Over 170 images and personal details of children from Brazil have been scraped by an open-source dataset without their knowledge or consent, and used to train AI, claims a new report from Human Rights Watch released Monday.
The images have been scraped from content posted as recently as 2023 and as far back as the mid-1990s, according to the report, long before any internet user might anticipate that their content might be used to train AI. Human Rights Watch claims that personal details of these children, alongside links to their photographs, were included in LAION-5B, a dataset that has been a popular source of training data for AI startups.

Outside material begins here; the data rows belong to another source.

use anyhow::{Context, Result};
use serde_json::{json, Value};
use std::fs;
use std::path::{Path, PathBuf};

use crate::core::{CallGraph, DependencyGraph, Graphs};

pub const GRAPHS_DIR: &str = "graphs";
pub const DEPENDENCY_GRAPH_FILE: &str = "dependency_graph.json";
pub const CALL_GRAPH_FILE: &str = "call_graph.json";

/// Writes both graphs as `{meta, nodes, edges}` documents with sorted contents.
pub struct JsonGraphFormatter {
    /// Indented output instead of a single line.
    pretty: bool,
}

impl JsonGraphFormatter {
    pub fn new() -> Self {
        Self { pretty: true }
    }

    pub fn compact() -> Self {
        Self { pretty: false }
    }

    /// Writes `<output>/graphs/{dependency_graph,call_graph}.json`.
    pub fn export(&self, graphs: &Graphs, output: &Path) -> Result<Vec<PathBuf>> {
        let dir = output.join(GRAPHS_DIR);
        fs::create_dir_all(&dir)
            .with_context(|| format!("creating graph directory {}", dir.display()))?;

        let dependency_path = dir.join(DEPENDENCY_GRAPH_FILE);
        self.write(&dependency_path, &self.format_dependency_graph(&graphs.dependencies))?;

        let call_path = dir.join(CALL_GRAPH_FILE);
        self.write(&call_path, &self.format_call_graph(&graphs.calls))?;

        Ok(vec![dependency_path, call_path])
    }

    pub fn format_dependency_graph(&self, graph: &DependencyGraph) -> Value {
        let nodes: Vec<Value> = graph
            .nodes()
            .into_iter()
            .map(|node| {
                json!({
                    "id": node.path,
                    "kind": node.kind,
                    "stub": node.stub,
                    "unresolved": node.unresolved,
                })
            })
            .collect();

        let edges: Vec<Value> = graph
            .edges()
            .into_iter()
            .map(|(source, target, weight)| {
                json!({ "source": source, "target": target, "weight": weight })
            })
            .collect();

        let cycles = graph.cycles();

        json!({
            "meta": {
                "graph": "dependency",
                "nodes": graph.node_count(),
                "edges": graph.edge_count(),
                "cycles": cycles.len(),
            },
            "nodes": nodes,
            "edges": edges,
            "cycles": cycles,
        })
    }

    pub fn format_call_graph(&self, graph: &CallGraph) -> Value {
        let nodes: Vec<Value> = graph
            .nodes()
            .into_iter()
            .map(|node| {
                let mut value = json!({
                    "id": node.id,
                    "path": node.path,
                    "kind": node.kind,
                    "stub": node.stub,
                });
                if let Some(name) = &node.name {
                    value["name"] = json!(name);
                }
                if let Some(span) = node.span {
                    value["span"] = json!(span);
                }
                value
            })
            .collect();

        let edges: Vec<Value> = graph
            .edges()
            .into_iter()
            .map(|(source, target, weight)| {
                json!({ "source": source, "target": target, "weight": weight })
            })
            .collect();

        json!({
            "meta": {
                "graph": "call",
                "nodes": graph.node_count(),
                "edges": graph.edge_count(),
                "unresolvedCalls": graph.unresolved_calls(),
            },
            "nodes": nodes,
            "edges": edges,
        })
    }

    fn write(&self, path: &Path, value: &Value) -> Result<()> {
        let content = if self.pretty {
            serde_json::to_string_pretty(value)?
        } else {
            serde_json::to_string(value)?
        };
        fs::write(path, content).with_context(|| format!("writing {}", path.display()))?;
        Ok(())
    }
}

impl Default for JsonGraphFormatter {
    fn default() -> Self {
        Self::new()
    }
}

“Their privacy is violated in the first instance when their photo is scraped and swept into these datasets. And then these AI tools are trained on this data and therefore can create realistic imagery of children,” says Hye Jung Han, children’s rights and technology researcher at Human Rights Watch and the researcher who found these images. “The technology is developed in such a way that any child who has any photo or video of themselves online is now at risk because any malicious actor could take that photo, and then use these tools to manipulate them however they want.”
LAION-5B is based on Common Crawl—a repository of data that was created by scraping the web and made available to researchers—and has been used to train several AI models, including Stability AI’s Stable Diffusion image generation tool. Created by the German nonprofit organization LAION, the dataset is openly accessible and now includes more than 5.85 billion pairs of images and captions, according to its website.
The images of children that researchers found came from mommy blogs and other personal, maternity, or parenting blogs, as well as stills from YouTube videos with small view counts, seemingly uploaded to be shared with family and friends.
“Just looking at the context of where they were posted, they enjoyed an expectation and a measure of privacy,” Hye says. “Most of these images were not possible to find online through a reverse image search.”
LAION spokesperson Nate Tyler says the organization has already taken action. “LAION-5B were taken down in response to a Stanford report that found links in the dataset pointing to illegal content on the public web,” he says, adding that the organization is currently working with “Internet Watch Foundation, the Canadian Centre for Child Protection, Stanford, and Human Rights Watch to remove all known references to illegal content.”
YouTube’s terms of service do not allow scraping except under certain circumstances; these instances seem to run afoul of those policies. “We’ve been clear that the unauthorized scraping of YouTube content is a violation of our Terms of Service,” says YouTube spokesperson Jack Maon, “and we continue to take action against this type of abuse.”
In December, researchers at Stanford University found that AI training data collected by LAION-5B contained child sexual abuse material. The problem of explicit deepfakes is on the rise even among students in US schools, where they are being used to bully classmates, especially girls. Hye worries that, beyond using children’s photos to generate CSAM, that the database could reveal potentially sensitive information, such as locations or medical data. In 2022, a US-based artist found her own image in the LAION dataset, and realized it was from her private medical records.
“Children should not have to live in fear that their photos might be stolen and weaponized against them,” says Hye.
LAION did not respond immediately to a request for comment by WIRED, but confirmed to Human Rights Watch that the images its researchers identified did exist, and agreed to remove them. But Hye worries that what she was able to find is just the beginning. It was a “tiny slice” of the data that her team was looking at, she says—less than .0001 percent of all the data in LAION-5B. She suspects it is likely that similar images may have found their way into the dataset from all over the world.
Last year, a German ad campaign used an AI-generated deepfake to caution parents against posting photos of children online, warning that their children’s images could be used to bully them or create CSAM. But this does not address the issue of images that are already published, or are decades old but still in existence online.
“Removing links from a LAION dataset does not remove this content from the web,” says Tyler. These images can still be found and used, even if it’s not through LAION. “This is a larger and very concerning issue, and as a nonprofit, volunteer organization, we will do our part to help.”
Hye says that the responsibility to protect children and their parents from this type of abuse falls on governments and regulators. The Brazilian legislature is currently considering laws to regulate deepfake creation, and in the US, representative Alexandria Ocasio-Cortez of New York has proposed the DEFIANCE Act, which would allow people to sue if they can prove a deepfake in their likeness had been made nonconsensually.
“I think that children and their parents shouldn’t be made to shoulder responsibility for protecting kids against a technology that’s fundamentally impossible to protect against,” Hye says. “It’s not their fault.”